Abstract

About a century after von Nordmann (1832) first found strigeid metacercariae occurring in the eyes of fishes, La Rue, Butler, and Berkhout (1926) demonstrated that they were common habitats for species of these larval trematodes. Strigeid metacercariae have also been reported from the eyes of certain amphibians (Kelley, 1934). Various parts of the eye may be parasitized, depending upon the species of worm. This paper deals with metacercariae of the genus Diplostomulum that live only in the cortex of the lens, and is a report of experiments in which it has been found that worms ordinarily developing in the eyes of fishes, and in many cases causing complete blindness, will grow in the lenses of both coldand warm-blooded animals representing four other classes of vertebrates.
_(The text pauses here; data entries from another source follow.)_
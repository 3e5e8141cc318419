use std::net::{IpAddr, SocketAddr};
use std::sync::Arc;
use std::time::Duration;

use tracing_subscriber::{layer::SubscriberExt, util::SubscriberInitExt};

use playersearch_api::config::ServerConfig;
use playersearch_api::router::build_app_router;
use playersearch_api::state::AppState;
use playersearch_lookup::HttpPlayerLookup;

#[tokio::main]
async fn main() {
    dotenvy::dotenv().ok();

    // --- Tracing ---
    tracing_subscriber::registry()
        .with(
            tracing_subscriber::EnvFilter::try_from_default_env()
                .unwrap_or_else(|_| "playersearch_api=debug,tower_http=debug".into()),
        )
        .with(tracing_subscriber::fmt::layer())
        .init();

    // --- Configuration ---
    let config = ServerConfig::from_env().unwrap_or_else(|e| {
        tracing::error!(error = %e, "Invalid configuration");
        std::process::exit(1);
    });
    tracing::info!(
        host = %config.host,
        port = config.port,
        data_dir = %config.data_dir.display(),
        lookup_url = %config.lookup_url,
        "Loaded server configuration",
    );

    let host: IpAddr = config.host.parse().unwrap_or_else(|e| {
        tracing::error!(host = %config.host, error = %e, "Invalid HOST address");
        std::process::exit(1);
    });
    let addr = SocketAddr::new(host, config.port);

    // --- Lookup provider ---
    let lookup = HttpPlayerLookup::new(
        config.lookup_url.clone(),
        Duration::from_secs(config.lookup_timeout_secs),
    )
    .unwrap_or_else(|e| {
        tracing::error!(error = %e, "Failed to build lookup client");
        std::process::exit(1);
    });

    // --- App state + router ---
    let state = AppState::new(config, Arc::new(lookup));
    let app = build_app_router(state);

    // --- Start server ---
    tracing::info!(%addr, "Starting server");
    let listener = match tokio::net::TcpListener::bind(addr).await {
        Ok(listener) => listener,
        Err(e) => {
            tracing::error!(%addr, error = %e, "Failed to bind to address");
            std::process::exit(1);
        }
    };

    if let Err(e) = axum::serve(listener, app)
        .with_graceful_shutdown(shutdown_signal())
        .await
    {
        tracing::error!(error = %e, "Server error");
        std::process::exit(1);
    }

    tracing::info!("Graceful shutdown complete");
}

/// Wait for a termination signal to initiate graceful shutdown.
///
/// Handles both SIGINT (Ctrl-C) and SIGTERM (on Unix).
async fn shutdown_signal() {
    let ctrl_c = async {
        if let Err(e) = tokio::signal::ctrl_c().await {
            tracing::error!(error = %e, "Failed to install Ctrl-C handler");
            std::future::pending::<()>().await;
        }
    };

    #[cfg(unix)]
    let terminate = async {
        match tokio::signal::unix::signal(tokio::signal::unix::SignalKind::terminate()) {
            Ok(mut signal) => {
                signal.recv().await;
            }
            Err(e) => {
                tracing::error!(error = %e, "Failed to install SIGTERM handler");
                std::future::pending::<()>().await;
            }
        }
    };

    #[cfg(not(unix))]
    let terminate = std::future::pending::<()>();

    tokio::select! {
        () = ctrl_c => {
            tracing::info!("Received SIGINT (Ctrl-C), starting graceful shutdown");
        }
        () = terminate => {
            tracing::info!("Received SIGTERM, starting graceful shutdown");
        }
    }
}
//! Player record model as returned by the lookup provider.
//!
//! Every field is optional: upstream records are sparse, and an absent
//! field must never prevent a record from being encoded or re-served.
//! Wire names follow the player-search JSON contract (`memberId`,
//! `uscf_id`, `expiration_date`, ...); camel-case spellings are accepted
//! as aliases on input.

use std::fmt;

use serde::{Deserialize, Deserializer, Serialize};
use serde_json::{Map, Value};

/// A scalar cell value that upstream may send either as text or as a number.
///
/// The value is kept exactly as received so that rendering never applies
/// numeric formatting or rounding.
#[derive(Debug, Clone, PartialEq, Serialize, Deserialize)]
#[serde(untagged)]
pub enum FieldValue {
    Text(String),
    Number(serde_json::Number),
}

impl FieldValue {
    /// True when the value is text with no characters.
    pub fn is_empty_text(&self) -> bool {
        matches!(self, Self::Text(s) if s.is_empty())
    }
}

impl fmt::Display for FieldValue {
    fn fmt(&self, f: &mut fmt::Formatter<'_>) -> fmt::Result {
        match self {
            Self::Text(s) => f.write_str(s),
            Self::Number(n) => write!(f, "{n}"),
        }
    }
}

impl From<&str> for FieldValue {
    fn from(value: &str) -> Self {
        Self::Text(value.to_string())
    }
}

impl From<String> for FieldValue {
    fn from(value: String) -> Self {
        Self::Text(value)
    }
}

impl From<u32> for FieldValue {
    fn from(value: u32) -> Self {
        Self::Number(value.into())
    }
}

/// The six rating pools tracked per player.
///
/// Rating keys the model does not name are kept in `extra` so a record
/// re-serializes with every field upstream sent.
#[derive(Debug, Clone, Default, PartialEq, Serialize, Deserialize)]
pub struct Ratings {
    #[serde(default, deserialize_with = "lenient_value", skip_serializing_if = "Option::is_none")]
    pub regular: Option<FieldValue>,
    #[serde(default, deserialize_with = "lenient_value", skip_serializing_if = "Option::is_none")]
    pub quick: Option<FieldValue>,
    #[serde(default, deserialize_with = "lenient_value", skip_serializing_if = "Option::is_none")]
    pub blitz: Option<FieldValue>,
    #[serde(
        default,
        alias = "onlineRegular",
        deserialize_with = "lenient_value",
        skip_serializing_if = "Option::is_none"
    )]
    pub online_regular: Option<FieldValue>,
    #[serde(
        default,
        alias = "onlineQuick",
        deserialize_with = "lenient_value",
        skip_serializing_if = "Option::is_none"
    )]
    pub online_quick: Option<FieldValue>,
    #[serde(
        default,
        alias = "onlineBlitz",
        deserialize_with = "lenient_value",
        skip_serializing_if = "Option::is_none"
    )]
    pub online_blitz: Option<FieldValue>,
    #[serde(flatten)]
    pub extra: Map<String, Value>,
}

/// A single player as returned by a lookup.
///
/// Modelled fields that arrive with an unsupported JSON shape (a boolean,
/// array or object where a scalar is expected) deserialize as absent.
/// Unmodelled fields are kept verbatim in `extra`.
#[derive(Debug, Clone, Default, PartialEq, Serialize, Deserialize)]
pub struct PlayerRecord {
    #[serde(default, deserialize_with = "lenient_text", skip_serializing_if = "Option::is_none")]
    pub name: Option<String>,
    #[serde(
        default,
        rename = "memberId",
        alias = "member_id",
        deserialize_with = "lenient_value",
        skip_serializing_if = "Option::is_none"
    )]
    pub member_id: Option<FieldValue>,
    #[serde(
        default,
        alias = "uscfId",
        deserialize_with = "lenient_value",
        skip_serializing_if = "Option::is_none"
    )]
    pub uscf_id: Option<FieldValue>,
    #[serde(default, deserialize_with = "lenient_value", skip_serializing_if = "Option::is_none")]
    pub state: Option<FieldValue>,
    #[serde(
        default,
        deserialize_with = "lenient_ratings",
        skip_serializing_if = "Option::is_none"
    )]
    pub ratings: Option<Ratings>,
    #[serde(
        default,
        alias = "expirationDate",
        deserialize_with = "lenient_value",
        skip_serializing_if = "Option::is_none"
    )]
    pub expiration_date: Option<FieldValue>,
    #[serde(flatten)]
    pub extra: Map<String, Value>,
}

fn lenient_value<'de, D>(deserializer: D) -> Result<Option<FieldValue>, D::Error>
where
    D: Deserializer<'de>,
{
    Ok(match Value::deserialize(deserializer)? {
        Value::String(s) => Some(FieldValue::Text(s)),
        Value::Number(n) => Some(FieldValue::Number(n)),
        _ => None,
    })
}

fn lenient_text<'de, D>(deserializer: D) -> Result<Option<String>, D::Error>
where
    D: Deserializer<'de>,
{
    Ok(match Value::deserialize(deserializer)? {
        Value::String(s) => Some(s),
        _ => None,
    })
}

fn lenient_ratings<'de, D>(deserializer: D) -> Result<Option<Ratings>, D::Error>
where
    D: Deserializer<'de>,
{
    Ok(match Value::deserialize(deserializer)? {
        v @ Value::Object(_) => serde_json::from_value(v).ok(),
        _ => None,
    })
}

impl PlayerRecord {
    /// Start a record with only a name; remaining fields are filled with
    /// the `with_*` builders.
    pub fn named(name: impl Into<String>) -> Self {
        Self {
            name: Some(name.into()),
            ..Self::default()
        }
    }

    pub fn with_member_id(mut self, id: impl Into<FieldValue>) -> Self {
        self.member_id = Some(id.into());
        self
    }

    pub fn with_uscf_id(mut self, id: impl Into<FieldValue>) -> Self {
        self.uscf_id = Some(id.into());
        self
    }

    pub fn with_state(mut self, state: impl Into<FieldValue>) -> Self {
        self.state = Some(state.into());
        self
    }

    pub fn with_ratings(mut self, ratings: Ratings) -> Self {
        self.ratings = Some(ratings);
        self
    }

    pub fn with_expiration_date(mut self, date: impl Into<FieldValue>) -> Self {
        self.expiration_date = Some(date.into());
        self
    }

    /// The USCF id, falling back to the member id when the record carries
    /// no explicit (non-empty) USCF id.
    pub fn effective_uscf_id(&self) -> Option<&FieldValue> {
        self.uscf_id
            .as_ref()
            .filter(|v| !v.is_empty_text())
            .or(self.member_id.as_ref())
    }

    /// Display name, or the empty string when absent.
    pub fn display_name(&self) -> &str {
        self.name.as_deref().unwrap_or("")
    }
}
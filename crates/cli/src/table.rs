//! Fixed-width terminal rendering of search results.

use playersearch_core::player::{FieldValue, PlayerRecord};

const RULE_WIDTH: usize = 92;
const NAME_WIDTH: usize = 35;
const ID_WIDTH: usize = 12;
const STATE_WIDTH: usize = 6;
const RATING_WIDTH: usize = 10;

/// Names longer than this are cut and suffixed with `...`.
const NAME_LIMIT: usize = 34;
const NAME_KEEP: usize = 31;

const NO_PLAYERS_MESSAGE: &str = "No players found matching your search.";

/// Render `players` as a table with a header, one row per player, and a
/// match count footer.
pub fn render(players: &[PlayerRecord]) -> String {
    if players.is_empty() {
        return format!("{NO_PLAYERS_MESSAGE}\n");
    }

    let rule = "=".repeat(RULE_WIDTH);
    let mut lines = Vec::with_capacity(players.len() + 5);

    lines.push(rule.clone());
    lines.push(row(["Name", "Member ID", "State", "Regular", "Quick", "Blitz"]));
    lines.push(rule.clone());

    for player in players {
        let ratings = player.ratings.as_ref();
        let name = display_name(player.display_name());
        let id = cell(player.member_id.as_ref(), "");
        let state = cell(player.state.as_ref(), "N/A");
        let regular = cell(ratings.and_then(|r| r.regular.as_ref()), "");
        let quick = cell(ratings.and_then(|r| r.quick.as_ref()), "");
        let blitz = cell(ratings.and_then(|r| r.blitz.as_ref()), "");
        lines.push(row([
            name.as_str(),
            id.as_str(),
            state.as_str(),
            regular.as_str(),
            quick.as_str(),
            blitz.as_str(),
        ]));
    }

    lines.push(rule);
    lines.push(format!("Found {} player(s)", players.len()));

    let mut out = lines.join("\n");
    out.push('\n');
    out
}

fn row([name, id, state, regular, quick, blitz]: [&str; 6]) -> String {
    format!(
        "{name:<NAME_WIDTH$} {id:<ID_WIDTH$} {state:<STATE_WIDTH$} \
         {regular:<RATING_WIDTH$} {quick:<RATING_WIDTH$} {blitz:<RATING_WIDTH$}"
    )
}

fn display_name(name: &str) -> String {
    let flat = flatten(name);
    if flat.chars().count() > NAME_LIMIT {
        let kept: String = flat.chars().take(NAME_KEEP).collect();
        format!("{kept}...")
    } else {
        flat
    }
}

fn cell(value: Option<&FieldValue>, fallback: &str) -> String {
    match value {
        Some(v) if !v.is_empty_text() => flatten(&v.to_string()),
        _ => fallback.to_string(),
    }
}

fn flatten(text: &str) -> String {
    text.replace(['\r', '\n'], " ")
}
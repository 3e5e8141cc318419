#[derive(Debug, thiserror::Error)]
pub enum CoreError {
    #[error("Invalid artifact name '{name}': {reason}")]
    InvalidName { name: String, reason: &'static str },

    #[error("Validation failed: {0}")]
    Validation(String),
}
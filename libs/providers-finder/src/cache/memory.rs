use std::collections::HashSet;
use std::sync::Arc;
use std::time::{Duration, Instant};

use dashmap::DashMap;
use parking_lot::Mutex;

use super::{CacheStore, CacheStoreError, CachedValue};
use crate::error::FinderError;

struct StoredEntry {
    value: CachedValue,
    expires_at: Instant,
}

/// Process-local store. Shares nothing across processes.
#[derive(Default)]
pub struct MemoryCacheStore {
    entries: DashMap<String, StoredEntry>,
    // per-key gate held while computing
    inflight: DashMap<String, Arc<Mutex<()>>>,
    tags: DashMap<String, HashSet<String>>,
}

impl std::fmt::Debug for MemoryCacheStore {
    fn fmt(&self, f: &mut std::fmt::Formatter<'_>) -> std::fmt::Result {
        f.debug_struct("MemoryCacheStore")
            .field("entries", &self.entries.len())
            .field("tags", &self.tags.len())
            .finish()
    }
}

impl MemoryCacheStore {
    pub fn new() -> Self {
        Self::default()
    }

    fn gate(&self, key: &str) -> Arc<Mutex<()>> {
        self.inflight.entry(key.to_string()).or_default().clone()
    }

    fn fresh(&self, key: &str) -> Option<CachedValue> {
        self.entries
            .get(key)
            .filter(|e| Instant::now() < e.expires_at)
            .map(|e| e.value.clone())
    }
}

impl CacheStore for MemoryCacheStore {
    fn get_or_compute(
        &self,
        key: &str,
        tags: &[&str],
        ttl: Duration,
        compute: &mut dyn FnMut() -> Result<CachedValue, FinderError>,
    ) -> Result<CachedValue, FinderError> {
        if let Some(v) = self.fresh(key) {
            tracing::debug!(key, "Cache hit");
            return Ok(v);
        }

        let gate = self.gate(key);
        let _guard = gate.lock();

        // Another caller may have filled it while we waited.
        if let Some(v) = self.fresh(key) {
            tracing::debug!(key, "Cache filled by concurrent computation");
            return Ok(v);
        }

        self.register_invalidation(tags, key)
            .map_err(|e| e.for_key(key))?;
        let value = compute()?;
        self.entries.insert(
            key.to_string(),
            StoredEntry {
                value: value.clone(),
                expires_at: Instant::now() + ttl,
            },
        );
        Ok(value)
    }

    fn register_invalidation(&self, tags: &[&str], key: &str) -> Result<(), CacheStoreError> {
        for tag in tags {
            self.tags
                .entry((*tag).to_string())
                .or_default()
                .insert(key.to_string());
        }
        Ok(())
    }

    fn invalidate_tags(&self, tags: &[&str]) -> Result<usize, CacheStoreError> {
        let mut removed = 0;
        for tag in tags {
            let Some((_, keys)) = self.tags.remove(*tag) else {
                continue;
            };
            for key in keys {
                let gate = self.gate(&key);
                let _guard = gate.lock();
                if self.entries.remove(&key).is_some() {
                    removed += 1;
                }
            }
        }
        Ok(removed)
    }
}

#[cfg(test)]
mod tests {
    use super::*;
    use serde_json::json;
    use std::sync::atomic::{AtomicUsize, Ordering};
    use std::sync::Barrier;

    const HOUR: Duration = Duration::from_secs(3600);

    fn ok(v: CachedValue) -> Result<CachedValue, FinderError> {
        Ok(v)
    }

    #[test]
    fn computes_once_then_hits() {
        let store = MemoryCacheStore::new();
        let mut calls = 0;
        let mut compute = || {
            calls += 1;
            ok(json!(["a"]))
        };

        assert_eq!(store.get_or_compute("k", &[], HOUR, &mut compute).unwrap(), json!(["a"]));
        assert_eq!(store.get_or_compute("k", &[], HOUR, &mut compute).unwrap(), json!(["a"]));
        drop(compute);
        assert_eq!(calls, 1);
    }

    #[test]
    fn expired_entries_are_recomputed() {
        let store = MemoryCacheStore::new();
        let mut calls = 0;
        let mut compute = || {
            calls += 1;
            ok(json!(calls))
        };

        store.get_or_compute("k", &[], Duration::ZERO, &mut compute).unwrap();
        let second = store.get_or_compute("k", &[], Duration::ZERO, &mut compute).unwrap();
        assert_eq!(second, json!(2));
    }

    #[test]
    fn compute_errors_are_not_cached() {
        let store = MemoryCacheStore::new();
        let err = store
            .get_or_compute("k", &[], HOUR, &mut || -> Result<CachedValue, FinderError> {
                Err(FinderError::CyclicDependency {
                    contract: "X".into(),
                    path: vec!["a".into(), "b".into(), "a".into()],
                })
            })
            .unwrap_err();
        assert!(matches!(err, FinderError::CyclicDependency { .. }));

        let v = store.get_or_compute("k", &[], HOUR, &mut || ok(json!(1))).unwrap();
        assert_eq!(v, json!(1));
    }

    #[test]
    fn invalidation_by_tag_drops_entries() {
        let store = MemoryCacheStore::new();
        store.get_or_compute("k1", &["t"], HOUR, &mut || ok(json!(1))).unwrap();
        store.get_or_compute("k2", &[], HOUR, &mut || ok(json!(2))).unwrap();

        assert_eq!(store.invalidate_tags(&["t"]).unwrap(), 1);
        assert_eq!(store.invalidate_tags(&["t"]).unwrap(), 0);

        let v = store.get_or_compute("k1", &["t"], HOUR, &mut || ok(json!(10))).unwrap();
        assert_eq!(v, json!(10));
        let v = store.get_or_compute("k2", &[], HOUR, &mut || ok(json!(20))).unwrap();
        assert_eq!(v, json!(2));
    }

    #[test]
    fn concurrent_callers_share_one_computation() {
        let store = Arc::new(MemoryCacheStore::new());
        let calls = Arc::new(AtomicUsize::new(0));
        let barrier = Arc::new(Barrier::new(8));

        let handles: Vec<_> = (0..8)
            .map(|_| {
                let store = store.clone();
                let calls = calls.clone();
                let barrier = barrier.clone();
                std::thread::spawn(move || {
                    barrier.wait();
                    store
                        .get_or_compute("k", &[], HOUR, &mut || {
                            calls.fetch_add(1, Ordering::SeqCst);
                            std::thread::sleep(Duration::from_millis(20));
                            ok(json!("v"))
                        })
                        .unwrap()
                })
            })
            .collect();

        for h in handles {
            assert_eq!(h.join().unwrap(), json!("v"));
        }
        assert_eq!(calls.load(Ordering::SeqCst), 1);
    }

    #[test]
    fn invalidation_waits_for_inflight_computation() {
        let store = Arc::new(MemoryCacheStore::new());
        let mut invalidator = None;

        let served = store
            .get_or_compute("k", &["t"], HOUR, &mut || {
                let other = store.clone();
                invalidator = Some(std::thread::spawn(move || other.invalidate_tags(&["t"])));
                std::thread::sleep(Duration::from_millis(20));
                ok(json!("stale"))
            })
            .unwrap();
        assert_eq!(served, json!("stale"));

        let removed = invalidator.unwrap().join().unwrap().unwrap();
        assert_eq!(removed, 1);
        let v = store.get_or_compute("k", &["t"], HOUR, &mut || ok(json!("fresh"))).unwrap();
        assert_eq!(v, json!("fresh"));
    }
}
use thiserror::Error;

use crate::registry::RegistryError;

/// Errors surfaced by provider resolution.
///
/// Everything not listed here (unreadable manifests, missing metadata files,
/// namespaces without the contract) is absorbed with an empty contribution.
#[derive(Debug, Error)]
pub enum FinderError {
    #[error("cyclic dependency detected while resolving '{contract}': {}", path.join(" -> "))]
    CyclicDependency { contract: String, path: Vec<String> },

    #[error(transparent)]
    Registry(#[from] RegistryError),

    #[error("cache store failure for key '{key}'")]
    CacheStore {
        key: String,
        #[source]
        source: anyhow::Error,
    },

    #[error("failed to encode or decode cached providers for key '{key}'")]
    CacheSerialization {
        key: String,
        #[source]
        source: serde_json::Error,
    },

    #[error("configured namespaces unavailable")]
    NamespaceConfig(#[source] anyhow::Error),
}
The experiments were performed as an outgrowth of studies on the life history and control of eye flukes in the New Jersey State Fish Hatchery at Hackettstown. The trematodes represented at the Hatchery appear to resemble both Diplostomum flexicaudum and D. indistincturn (Ferguson and Hayford, 1941), and studies now in progress may show that these recognized forms are variants of a single species. All cercariae used in exposure experiments resembled closely, as far as morphology and behavior were concerned, the cercariae of D. flexicaudum (Cort and Brooks, 1928).